Thursday, May 22, 2008

May Crowning: How to plan and carry it out in your parish



Here is a great post from Peggy Bowes about her LFGC group at Laughlin AFB in Texas. Thanks for sharing, Peggy!
To help other leaders, I'm posting my "blueprint" in hopes that it
will save someone some work (perhaps too late for this year but it
may be helpful for next year's planning):

1. Contact your parish priest with plenty of advance notice. Keep
in mind that May is a busy month with the Easter season (most years),
First Communion, Mothers' Day, etc. I drafted the proposal below,
which I submitted to our parish priest, asking for a meeting to
discuss it further if he was interested. I think it's easier to get
a May Crowning done during Mass if Father doesn't view it as "his"
project, but do give him room for inputs:

LITTLE FLOWERS GIRLS' CLUB MAY CROWNING CEREMONY PROPOSAL,
May 18, 2008

1. The girls will process in at the beginning of Mass and join their
families in the reserved pews up front. (Reserved signs available
through the parish?
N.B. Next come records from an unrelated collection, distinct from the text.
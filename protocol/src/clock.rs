//! # Time Sources
//!
//! Anything in the core that needs "now" takes a [`Clock`] instead of
//! reading the wall clock itself. The signer uses it to stamp payloads that
//! arrive without a timestamp, the key-file reader uses it for files that
//! never recorded one, and the rate cache uses it to decide when its entry
//! has gone stale.
//!
//! All clocks report microseconds since the Unix epoch.

use std::sync::atomic::{AtomicU64, Ordering};
use std::time::Duration;

use chrono::Utc;

/// A source of the current time in microseconds since the Unix epoch.
pub trait Clock: Send + Sync {
    /// Current time, in microseconds.
    fn now_micros(&self) -> u64;

    /// Current time in milliseconds. Derived from [`now_micros`](Self::now_micros).
    fn now_millis(&self) -> u64 {
        self.now_micros() / 1_000
    }
}

impl<C: Clock + ?Sized> Clock for &C {
    fn now_micros(&self) -> u64 {
        (**self).now_micros()
    }
}

/// Wall-clock time.
///
/// Resolution is one millisecond scaled to microseconds, which is what the
/// broadcast endpoint has always received from browser clients.
#[derive(Debug, Clone, Copy, Default)]
pub struct SystemClock;

impl Clock for SystemClock {
    fn now_micros(&self) -> u64 {
        let millis = Utc::now().timestamp_millis().max(0) as u64;
        millis * 1_000
    }
}

/// A clock frozen at a single instant.
#[derive(Debug, Clone, Copy, PartialEq, Eq)]
pub struct FixedClock(pub u64);

impl Clock for FixedClock {
    fn now_micros(&self) -> u64 {
        self.0
    }
}

/// A clock that only moves when told to. Shared by reference across threads.
#[derive(Debug, Default)]
pub struct ManualClock {
    micros: AtomicU64,
}

impl ManualClock {
    /// Starts the clock at `micros`.
    pub fn new(micros: u64) -> Self {
        Self {
            micros: AtomicU64::new(micros),
        }
    }

    /// Moves the clock forward.
    pub fn advance(&self, by: Duration) {
        self.micros
            .fetch_add(by.as_micros() as u64, Ordering::SeqCst);
    }

    /// Jumps to an absolute instant.
    pub fn set(&self, micros: u64) {
        self.micros.store(micros, Ordering::SeqCst);
    }
}

impl Clock for ManualClock {
    fn now_micros(&self) -> u64 {
        self.micros.load(Ordering::SeqCst)
    }
}
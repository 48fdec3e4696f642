//! A wallet identity: everything derived from one private key, plus the
//! phrase it came from when there is one.

use std::fmt;

use serde::{Deserialize, Serialize};
use thiserror::Error;
use tracing::debug;

use super::mnemonic::{
    generate_mnemonic, private_key_from_seed, seed_from_mnemonic, validate_mnemonic,
    MnemonicError,
};
use crate::crypto::keys::{KeyError, Keypair};

/// Errors raised while building a wallet identity.
#[derive(Debug, Error, PartialEq, Eq)]
pub enum WalletError {
    #[error(transparent)]
    Mnemonic(#[from] MnemonicError),

    #[error(transparent)]
    Key(#[from] KeyError),
}

/// Key material of one wallet.
///
/// `public_key` and `address` are always consistent with `private_key`;
/// every constructor derives them rather than accepting them.
#[derive(Clone, PartialEq, Eq, Serialize, Deserialize)]
pub struct WalletIdentity {
    pub private_key: String,
    pub public_key: String,
    pub address: String,
    /// The phrase the key was derived from. `None` for key imports.
    pub mnemonic: Option<String>,
}

impl WalletIdentity {
    /// Creates a wallet from a fresh phrase of `word_count` words.
    pub fn create(word_count: usize) -> Result<Self, WalletError> {
        let phrase = generate_mnemonic(word_count)?;
        Self::restore(&phrase)
    }

    /// Restores the wallet a phrase derives to.
    ///
    /// The stored phrase is the whitespace-normalized form.
    pub fn restore(phrase: &str) -> Result<Self, WalletError> {
        let normalized = validate_mnemonic(phrase)?;
        let seed = seed_from_mnemonic(&normalized)?;
        let private_key = private_key_from_seed(&seed);
        let mut identity = Self::from_private_key(&private_key)?;
        identity.mnemonic = Some(normalized);
        Ok(identity)
    }

    /// Imports a bare private key. The result carries no phrase.
    ///
    /// The stored key is lowercased, so uppercase input round-trips to the
    /// same identity as its lowercase spelling.
    pub fn from_private_key(private_key: &str) -> Result<Self, WalletError> {
        let keypair = Keypair::from_private_key_hex(private_key)?;
        let identity = Self::from_keypair(&keypair);
        debug!(address = %identity.address, "derived wallet identity");
        Ok(identity)
    }

    pub fn from_keypair(keypair: &Keypair) -> Self {
        Self {
            private_key: keypair.private_key_hex(),
            public_key: keypair.public_key_hex(),
            address: keypair.address(),
            mnemonic: None,
        }
    }

    /// Rebuilds the signing keypair.
    pub fn keypair(&self) -> Result<Keypair, KeyError> {
        Keypair::from_private_key_hex(&self.private_key)
    }

    pub fn has_mnemonic(&self) -> bool {
        self.mnemonic.is_some()
    }
}

impl fmt::Debug for WalletIdentity {
    fn fmt(&self, f: &mut fmt::Formatter<'_>) -> fmt::Result {
        f.debug_struct("WalletIdentity")
            .field("private_key", &"<redacted>")
            .field("public_key", &self.public_key)
            .field("address", &self.address)
            .field("mnemonic", &self.mnemonic.as_ref().map(|_| "<redacted>"))
            .finish()
    }
}
//! # Key Files (`.qcc`)
//!
//! A key file is a wallet sealed with a passphrase (see
//! [`crate::crypto::encryption`]). The plaintext is JSON:
//!
//! ```text
//! {"wallet":{"private_key":..,"public_key":..,"address":..,"mnemonic":..,"symbol":"QTC"},
//!  "timestamp":<ms since epoch>}
//! ```
//!
//! Three layouts exist in the wild and all are read:
//!
//! - **current**: the layout above.
//! - **recipients**: the same plus a `recipients` field, written by an older
//!   bulk-transfer build. The extra field is ignored.
//! - **legacy flat**: the wallet object on its own, no wrapper.
//!
//! Only the current layout is written.
//!
//! ## Security
//!
//! The web wallet sealed every file with [`LEGACY_KEYFILE_PASSPHRASE`], a
//! constant shipped in its JavaScript bundle. Those files are effectively
//! plaintext. Import accepts the constant so old files still open; export
//! takes whatever passphrase the caller supplies, and callers should not
//! supply that one.
//!
//! [`LEGACY_KEYFILE_PASSPHRASE`]: crate::config::LEGACY_KEYFILE_PASSPHRASE

use serde::{Deserialize, Serialize};
use serde_json::Value;
use std::fmt;
use thiserror::Error;
use tracing::{debug, warn};

use crate::clock::Clock;
use crate::config::{KEYFILE_EXTENSION, KEYFILE_SYMBOL};
use crate::crypto::encryption::{decrypt_with_passphrase, encrypt_with_passphrase, EncryptionError};
use crate::crypto::keys::{KeyError, Keypair};
use crate::identity::wallet::WalletIdentity;

// ---------------------------------------------------------------------------
// Errors
// ---------------------------------------------------------------------------

/// Errors reading or writing a key file.
#[derive(Debug, Error, PartialEq, Eq)]
pub enum KeyFileError {
    #[error(transparent)]
    Encryption(#[from] EncryptionError),

    /// Decryption produced bytes that are not UTF-8 JSON. With this
    /// container that almost always means a wrong passphrase.
    #[error("key file did not decrypt to valid JSON (wrong passphrase?)")]
    InvalidPlaintext,

    #[error("key file is missing required field `{0}`")]
    MissingField(&'static str),

    #[error(transparent)]
    Key(#[from] KeyError),

    /// The recorded public key or address does not belong to the private key.
    #[error("key file is inconsistent: recorded {field} does not match the private key")]
    Inconsistent { field: &'static str },

    #[error("failed to serialize key file: {0}")]
    Serialization(String),
}

// ---------------------------------------------------------------------------
// Types
// ---------------------------------------------------------------------------

/// Which on-disk layout a key file used.
#[derive(Debug, Clone, Copy, PartialEq, Eq)]
pub enum KeyFileFormat {
    Current,
    Recipients,
    LegacyFlat,
}

/// The wallet object inside a key file.
#[derive(Clone, PartialEq, Eq, Serialize, Deserialize)]
pub struct WalletRecord {
    pub private_key: String,
    #[serde(default)]
    pub public_key: String,
    pub address: String,
    /// Empty when the wallet was imported from a bare key.
    #[serde(default)]
    pub mnemonic: String,
    #[serde(default = "default_symbol")]
    pub symbol: String,
}

fn default_symbol() -> String {
    KEYFILE_SYMBOL.to_string()
}

impl fmt::Debug for WalletRecord {
    fn fmt(&self, f: &mut fmt::Formatter<'_>) -> fmt::Result {
        f.debug_struct("WalletRecord")
            .field("private_key", &"<redacted>")
            .field("public_key", &self.public_key)
            .field("address", &self.address)
            .field("mnemonic", &if self.mnemonic.is_empty() { "" } else { "<redacted>" })
            .field("symbol", &self.symbol)
            .finish()
    }
}

/// A decrypted key file.
#[derive(Debug, Clone, PartialEq, Eq, Serialize, Deserialize)]
pub struct KeyFile {
    pub wallet: WalletRecord,
    /// Milliseconds since the epoch when the file was written.
    pub timestamp: u64,
}

impl KeyFile {
    /// Wraps an identity for export, stamped with the clock's time.
    pub fn from_identity(identity: &WalletIdentity, clock: &impl Clock) -> Self {
        Self {
            wallet: WalletRecord {
                private_key: identity.private_key.clone(),
                public_key: identity.public_key.clone(),
                address: identity.address.clone(),
                mnemonic: identity.mnemonic.clone().unwrap_or_default(),
                symbol: default_symbol(),
            },
            timestamp: clock.now_millis(),
        }
    }

    /// Decrypts and parses a key file.
    ///
    /// Files without a timestamp are stamped with the clock's time.
    pub fn decrypt(
        sealed: &str,
        passphrase: &str,
        clock: &impl Clock,
    ) -> Result<Self, KeyFileError> {
        let plaintext = decrypt_with_passphrase(passphrase, sealed)?;
        let text = String::from_utf8(plaintext).map_err(|_| KeyFileError::InvalidPlaintext)?;
        let (file, format) = Self::parse(&text, clock)?;
        debug!(address = %file.wallet.address, ?format, "decrypted key file");
        Ok(file)
    }

    /// Parses decrypted key-file JSON and reports which layout it used.
    pub fn parse(json: &str, clock: &impl Clock) -> Result<(Self, KeyFileFormat), KeyFileError> {
        let value: Value = serde_json::from_str(json).map_err(|_| KeyFileError::InvalidPlaintext)?;
        let obj = value.as_object().ok_or(KeyFileError::InvalidPlaintext)?;

        let (wallet_value, format) = match obj.get("wallet") {
            Some(wallet) if obj.contains_key("recipients") => (wallet, KeyFileFormat::Recipients),
            Some(wallet) => (wallet, KeyFileFormat::Current),
            None => (&value, KeyFileFormat::LegacyFlat),
        };

        let wallet = parse_wallet(wallet_value)?;
        let timestamp = match format {
            KeyFileFormat::LegacyFlat => None,
            _ => obj.get("timestamp").and_then(Value::as_u64).filter(|&t| t != 0),
        }
        .unwrap_or_else(|| clock.now_millis());

        Ok((Self { wallet, timestamp }, format))
    }

    /// Serializes and seals the file under `passphrase`.
    pub fn encrypt(&self, passphrase: &str) -> Result<String, KeyFileError> {
        let json = serde_json::to_string(self)
            .map_err(|e| KeyFileError::Serialization(e.to_string()))?;
        Ok(encrypt_with_passphrase(passphrase, json.as_bytes())?)
    }

    /// Checks that the recorded public key and address are the ones the
    /// private key derives. A missing public key is not an error; old files
    /// did not always record it.
    pub fn verify(&self) -> Result<(), KeyFileError> {
        let keypair = Keypair::from_private_key_hex(&self.wallet.private_key)?;

        if !self.wallet.public_key.is_empty()
            && !self.wallet.public_key.eq_ignore_ascii_case(&keypair.public_key_hex())
        {
            warn!(address = %self.wallet.address, "key file public key does not match private key");
            return Err(KeyFileError::Inconsistent { field: "public_key" });
        }
        if self.wallet.address != keypair.address() {
            warn!(address = %self.wallet.address, "key file address does not match private key");
            return Err(KeyFileError::Inconsistent { field: "address" });
        }
        Ok(())
    }

    /// The identity this file holds, after [`verify`](Self::verify).
    pub fn to_identity(&self) -> Result<WalletIdentity, KeyFileError> {
        self.verify()?;
        let mut identity = WalletIdentity::from_private_key(&self.wallet.private_key)
            .map_err(|_| KeyError::InvalidPrivateKey)?;
        if !self.wallet.mnemonic.is_empty() {
            identity.mnemonic = Some(self.wallet.mnemonic.clone());
        }
        Ok(identity)
    }

    /// `<address>.qcc`
    pub fn suggested_file_name(&self) -> String {
        format!("{}.{}", self.wallet.address, KEYFILE_EXTENSION)
    }
}

/// `true` if `name` ends in `.qcc`.
pub fn has_keyfile_extension(name: &str) -> bool {
    name.rsplit_once('.')
        .is_some_and(|(stem, ext)| !stem.is_empty() && ext == KEYFILE_EXTENSION)
}

fn parse_wallet(value: &Value) -> Result<WalletRecord, KeyFileError> {
    let obj = value.as_object().ok_or(KeyFileError::InvalidPlaintext)?;
    for field in ["address", "private_key"] {
        match obj.get(field).and_then(Value::as_str) {
            Some(s) if !s.is_empty() => {}
            _ => return Err(KeyFileError::MissingField(field)),
        }
    }
    serde_json::from_value(value.clone()).map_err(|_| KeyFileError::InvalidPlaintext)
}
Or, we can make our own.) They will all wear
Easter/First Communion dresses, Little Flowers sashes with patches,
white gloves, and crowns of flowers representing each of the nine
virtues they studied this year.

2. The actual crowning could be accomplished after the homily,
after Communion or at the end of Mass.

3. The Little Flowers Leader will read a short history of the May
Crowning ceremony (text attached) and four girls will each read a
short summary of what we've studied this year (text attached).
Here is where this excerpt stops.